(Beginning of Data in this exercise)

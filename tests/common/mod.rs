#![allow(dead_code)]

use activity_viewer::client::BitmapImage;
use activity_viewer::data::address::{Address, AddressRange};
use activity_viewer::data::readout::AddressResolver;
use activity_viewer::data::selection::Endpoint;
use activity_viewer::data::time::TimeAxis;
use activity_viewer::data::view::{
    BitmapType, BitmapView, IpAxisOrientation, PixelScale, ViewKind, ViewMode, ViewParams,
};

pub fn addr(text: &str) -> Address {
    Address::parse(text).unwrap()
}

pub fn range(low: &str, high: &str) -> AddressRange {
    AddressRange::new(addr(low), addr(high)).unwrap()
}

/// Origin view over `low..=high`, one row per address, interval-counted columns.
pub fn view(low: &str, high: &str, width_px: u32, height_px: u32, scale: u32) -> BitmapView {
    BitmapView::new(ViewParams {
        kind: ViewKind::Origin,
        bitmap_type: BitmapType::Source,
        addresses: range(low, high),
        granularity: 32,
        time_axis: TimeAxis::Intervals {
            first: 0,
            interval_secs: 60,
        },
        ip_count: None,
        time_count: None,
        width_px,
        height_px,
        scale: PixelScale::uniform(scale),
        mode: ViewMode::Online,
        orientation: IpAxisOrientation::OriginAtTop,
    })
    .unwrap()
}

/// Resolves row `i` of an IPv4 view to `low + i` in the last octet.
pub struct LastOctetResolver;

impl AddressResolver for LastOctetResolver {
    fn address_at(&self, view: &BitmapView, ip_index: u64) -> Option<Endpoint<Address>> {
        let groups = view.origin_address().groups();
        let last = u64::from(groups[3]) + ip_index;
        if last > 255 {
            return Some(Endpoint::Undefined);
        }
        Some(Endpoint::Resolved(addr(&format!(
            "{}.{}.{}.{}",
            groups[0], groups[1], groups[2], last
        ))))
    }
}

/// Has not heard back from the backend about any row.
pub struct NothingResolved;

impl AddressResolver for NothingResolved {
    fn address_at(&self, _view: &BitmapView, _ip_index: u64) -> Option<Endpoint<Address>> {
        None
    }
}

pub fn blank_image(width: u32, height: u32) -> BitmapImage {
    BitmapImage {
        width,
        height,
        rgba: vec![0; (width * height * 4) as usize],
    }
}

(End of Data in this exercise)

Every word of the data above should be given again, exactly as it stands.

Response area:
filename tests/common/mod.rs
#![allow(dead_code)]

use activity_viewer::client::BitmapImage;
use activity_viewer::data::address::{Address, AddressRange};
use activity_viewer::data::readout::AddressResolver;
use activity_viewer::data::selection::Endpoint;
use activity_viewer::data::time::TimeAxis;
use activity_viewer::data::view::{
    BitmapType, BitmapView, IpAxisOrientation, PixelScale, ViewKind, ViewMode, ViewParams,
};

pub fn addr(text: &str) -> Address {
    Address::parse(text).unwrap()
}

pub fn range(low: &str, high: &str) -> AddressRange {
    AddressRange::new(addr(low), addr(high)).unwrap()
}

/// Origin view over `low..=high`, one row per address, interval-counted columns.
pub fn view(low: &str, high: &str, width_px: u32, height_px: u32, scale: u32) -> BitmapView {
    BitmapView::new(ViewParams {
        kind: ViewKind::Origin,
        bitmap_type: BitmapType::Source,
        addresses: range(low, high),
        granularity: 32,
        time_axis: TimeAxis::Intervals {
            first: 0,
            interval_secs: 60,
        },
        ip_count: None,
        time_count: None,
        width_px,
        height_px,
        scale: PixelScale::uniform(scale),
        mode: ViewMode::Online,
        orientation: IpAxisOrientation::OriginAtTop,
    })
    .unwrap()
}

/// Resolves row `i` of an IPv4 view to `low + i` in the last octet.
pub struct LastOctetResolver;

impl AddressResolver for LastOctetResolver {
    fn address_at(&self, view: &BitmapView, ip_index: u64) -> Option<Endpoint<Address>> {
        let groups = view.origin_address().groups();
        let last = u64::from(groups[3]) + ip_index;
        if last > 255 {
            return Some(Endpoint::Undefined);
        }
        Some(Endpoint::Resolved(addr(&format!(
            "{}.{}.{}.{}",
            groups[0], groups[1], groups[2], last
        ))))
    }
}

/// Has not heard back from the backend about any row.
pub struct NothingResolved;

impl AddressResolver for NothingResolved {
    fn address_at(&self, _view: &BitmapView, _ip_index: u64) -> Option<Endpoint<Address>> {
        None
    }
}

pub fn blank_image(width: u32, height: u32) -> BitmapImage {
    BitmapImage {
        width,
        height,
        rgba: vec![0; (width * height * 4) as usize],
    }
}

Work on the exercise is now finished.